| WORK TASK |
Work through the listing below, copying each line that carries the word "markup".

| MATERIAL FOR THIS TASK |

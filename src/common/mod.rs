//! Common types and utilities shared across the crate.
//!
//! This module provides the unified error type, image format detection and
//! the XML text helpers used wherever content ends up in DrawingML.

// Submodule declarations
pub mod detection;
pub mod error;
pub mod xml;

// Re-exports for convenience
pub use detection::{ImageFormat, sniff_image, validate_exhibit_image};
pub use error::{Error, Result};
//! Slidedeck - assemble presentations from structured slide content
//!
//! This library turns slide content (a title, exhibit images, bulleted text
//! and footnotes) into rendered slides by choosing a layout able to host the
//! content and compiling a small markup language into formatted text runs.
//!
//! # Features
//!
//! - **Layout resolution**: Match what a slide needs against the placeholders
//!   every layout offers, and fill placeholders in a fixed order
//! - **Slide markup**: `+`/`-`/`^` paragraphs routed to the main, margin and
//!   footnote channels, with `*` italic, `**` bold, `*14` sizes and
//!   `*Georgia` font names
//! - **Validated content**: Exhibits must be PNG or JPEG, text must be valid
//!   XML text, and a failed edit never leaves a slide half-changed
//! - **Pluggable backends**: Rendering goes through the
//!   [`PresentationBackend`] trait; [`MemoryBackend`] records the result and
//!   saves a YAML manifest
//! - **Template layouts** (feature `pptx`): Read the layout catalog of a
//!   `.pptx` template
//!
//! # Example - Building a deck
//!
//! ```rust
//! use slidedeck::{Deck, Layout, LayoutCatalog, MemoryBackend, SlideContent};
//!
//! # fn main() -> slidedeck::Result<()> {
//! let catalog = LayoutCatalog::new(vec![
//!     Layout::new("Title Only").with_placeholder("Title 1", 0),
//!     Layout::new("Title, Text and Notes")
//!         .with_placeholder("Title 1", 0)
//!         .with_placeholder("Main Text", 1)
//!         .with_placeholder("Footer", 2),
//! ]);
//! let mut deck = Deck::new(MemoryBackend::new(catalog))?;
//!
//! let mut slide = SlideContent::new("results")?;
//! slide.set_title("Results")?;
//! slide.add_main_bullets("+ Revenue ** up 12% ++ services led")?;
//! slide.add_footnotes("^ *9 Source: internal reporting")?;
//! deck.add_slide(slide, None)?;
//!
//! let index = deck.find_layout(deck.slide("results").unwrap()).canonical();
//! assert_eq!(index, Some(1));
//! # Ok(())
//! # }
//! ```
//!
//! # Example - Reading a template
//!
//! ```no_run
//! use slidedeck::{Deck, MemoryBackend};
//!
//! # fn main() -> slidedeck::Result<()> {
//! let backend = MemoryBackend::from_pptx("template.pptx")?;
//! print!("{}", backend.catalog().summary());
//!
//! let mut deck = Deck::new(backend)?;
//! deck.save("deck.yaml")?;
//! # Ok(())
//! # }
//! ```

/// Shared error type, image sniffing and XML text helpers
pub mod common;

/// Layout catalogs, placeholder roles and layout resolution
pub mod layout;

/// Slide markup compiler and DrawingML text output
pub mod markup;

/// Validated slide content
pub mod slide;

/// Decks and presentation backends
pub mod presentation;

// Re-export commonly used types for convenience
pub use common::{Error, ImageFormat, Result};
pub use layout::{ContentRequirement, Layout, LayoutCatalog, Placeholder, Resolution, Role, resolve};
pub use markup::{Channel, CompileOptions, FontState, MarkupCompiler, RunStream, RunToken};
pub use presentation::{Deck, MemoryBackend, PresentationBackend, SlideHandle};
pub use slide::SlideContent;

| SOLUTION BELOW |
//! content and compiling a small markup language into formatted text runs.
//! - **Slide markup**: `+`/`-`/`^` paragraphs routed to the main, margin and
/// Slide markup compiler and DrawingML text output
pub mod markup;
pub use markup::{Channel, CompileOptions, FontState, MarkupCompiler, RunStream, RunToken};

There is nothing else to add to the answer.